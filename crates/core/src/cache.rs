use fastvlm_ort::{Result, TensorData, TensorMap};
use tracing::{debug, trace};

use crate::config::ModelConfig;

pub fn past_key_name(layer: usize) -> String {
    format!("past_key_values.{layer}.key")
}

pub fn past_value_name(layer: usize) -> String {
    format!("past_key_values.{layer}.value")
}

pub fn present_key_name(layer: usize) -> String {
    format!("present.{layer}.key")
}

pub fn present_value_name(layer: usize) -> String {
    format!("present.{layer}.value")
}

/// Decoder key/value cache carried between steps.
///
/// Each step the decoder returns the full accumulated cache as
/// `present.{layer}.{key,value}`; those tensors replace the stored
/// `past_key_values.{layer}.{key,value}` entries outright.
#[derive(Debug, Clone)]
pub struct KvCache {
    entries: TensorMap,
    num_layers: usize,
}

impl KvCache {
    /// Zero-length cache for the first step, one key and one value per layer
    /// shaped `[1, kv_heads, 0, head_dim]`.
    pub fn empty(config: &ModelConfig) -> Result<Self> {
        let head_dim = config.head_dim();
        let shape = vec![1, config.num_key_value_heads as i64, 0, head_dim as i64];
        let mut entries = TensorMap::new();
        for layer in 0..config.num_hidden_layers {
            entries.insert(
                past_key_name(layer),
                TensorData::from_f32(Vec::new(), shape.clone())?,
            );
            entries.insert(
                past_value_name(layer),
                TensorData::from_f32(Vec::new(), shape.clone())?,
            );
        }
        Ok(Self {
            entries,
            num_layers: config.num_hidden_layers,
        })
    }

    pub fn entries(&self) -> &TensorMap {
        &self.entries
    }

    pub fn num_layers(&self) -> usize {
        self.num_layers
    }

    /// Sequence length held by layer 0, read from the key's third dimension.
    pub fn seq_len(&self) -> Option<usize> {
        self.entries
            .get(&past_key_name(0))
            .and_then(|key| key.shape().get(2).copied())
            .and_then(|dim| usize::try_from(dim).ok())
    }

    /// Moves every `present.*` tensor out of `outputs` into the cache.
    ///
    /// Layers the decoder did not return keep their previous entry. Returns
    /// the number of tensors replaced.
    pub fn replace_from(&mut self, outputs: &mut TensorMap) -> usize {
        let mut replaced = 0;
        for layer in 0..self.num_layers {
            for (present, past) in [
                (present_key_name(layer), past_key_name(layer)),
                (present_value_name(layer), past_value_name(layer)),
            ] {
                if let Some(tensor) = outputs.remove(&present) {
                    trace!(layer, name = %past, shape = ?tensor.shape(), "cache entry replaced");
                    self.entries.insert(past, tensor);
                    replaced += 1;
                }
            }
        }
        debug!(replaced, seq_len = ?self.seq_len(), "updated key/value cache");
        replaced
    }
}
use std::sync::{
    Arc,
    atomic::{AtomicBool, Ordering},
};

use serde::{Deserialize, Serialize};

use crate::sampling::StopReason;

/// Callback invoked after every accepted token with the step index and all
/// tokens generated so far.
pub type StreamCallback<'a> = Option<&'a dyn Fn(usize, &[u32])>;

pub const DEFAULT_MAX_NEW_TOKENS: usize = 256;
pub const DEFAULT_REPETITION_GUARD_AFTER: usize = 100;

/// Greedy decoding knobs.
#[derive(Debug, Clone, PartialEq, Eq, Serialize, Deserialize)]
#[serde(default)]
pub struct DecodeParameters {
    pub max_new_tokens: usize,
    /// Step after which three identical tokens in a row stop generation.
    pub repetition_guard_after: usize,
    /// Token ids never selected.
    pub suppress_tokens: Vec<u32>,
    pub add_generation_prompt: bool,
}

impl Default for DecodeParameters {
    fn default() -> Self {
        Self {
            max_new_tokens: DEFAULT_MAX_NEW_TOKENS,
            repetition_guard_after: DEFAULT_REPETITION_GUARD_AFTER,
            suppress_tokens: Vec::new(),
            add_generation_prompt: true,
        }
    }
}

#[derive(Debug, Default, Clone, PartialEq, Eq, Serialize, Deserialize)]
#[serde(default)]
pub struct DecodeParametersPatch {
    pub max_new_tokens: Option<usize>,
    pub repetition_guard_after: Option<usize>,
    pub suppress_tokens: Option<Vec<u32>>,
    pub add_generation_prompt: Option<bool>,
}

impl std::ops::AddAssign<&DecodeParametersPatch> for DecodeParameters {
    fn add_assign(&mut self, rhs: &DecodeParametersPatch) {
        if let Some(max_new_tokens) = rhs.max_new_tokens {
            self.max_new_tokens = max_new_tokens;
        }
        if let Some(guard) = rhs.repetition_guard_after {
            self.repetition_guard_after = guard;
        }
        if let Some(suppress) = &rhs.suppress_tokens {
            self.suppress_tokens = suppress.clone();
        }
        if let Some(enabled) = rhs.add_generation_prompt {
            self.add_generation_prompt = enabled;
        }
    }
}

impl std::ops::Add<&DecodeParametersPatch> for DecodeParameters {
    type Output = DecodeParameters;

    fn add(mut self, rhs: &DecodeParametersPatch) -> Self::Output {
        self += rhs;
        self
    }
}

/// Collected results from a decode call.
#[derive(Debug, Clone)]
pub struct DecodeOutcome {
    pub text: String,
    pub prompt_tokens: usize,
    pub response_tokens: usize,
    pub generated_tokens: Vec<u32>,
    pub stop_reason: StopReason,
}

/// Shared flag checked between decode steps.
#[derive(Debug, Clone, Default)]
pub struct CancellationToken {
    cancelled: Arc<AtomicBool>,
}

impl CancellationToken {
    pub fn new() -> Self {
        Self::default()
    }

    pub fn cancel(&self) {
        self.cancelled.store(true, Ordering::SeqCst);
    }

    pub fn is_cancelled(&self) -> bool {
        self.cancelled.load(Ordering::SeqCst)
    }
}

* [WORK TASK] How many lines of the data contain "ModelConfig"? Work it out and give only the number.

* [FINISHED TASK] 2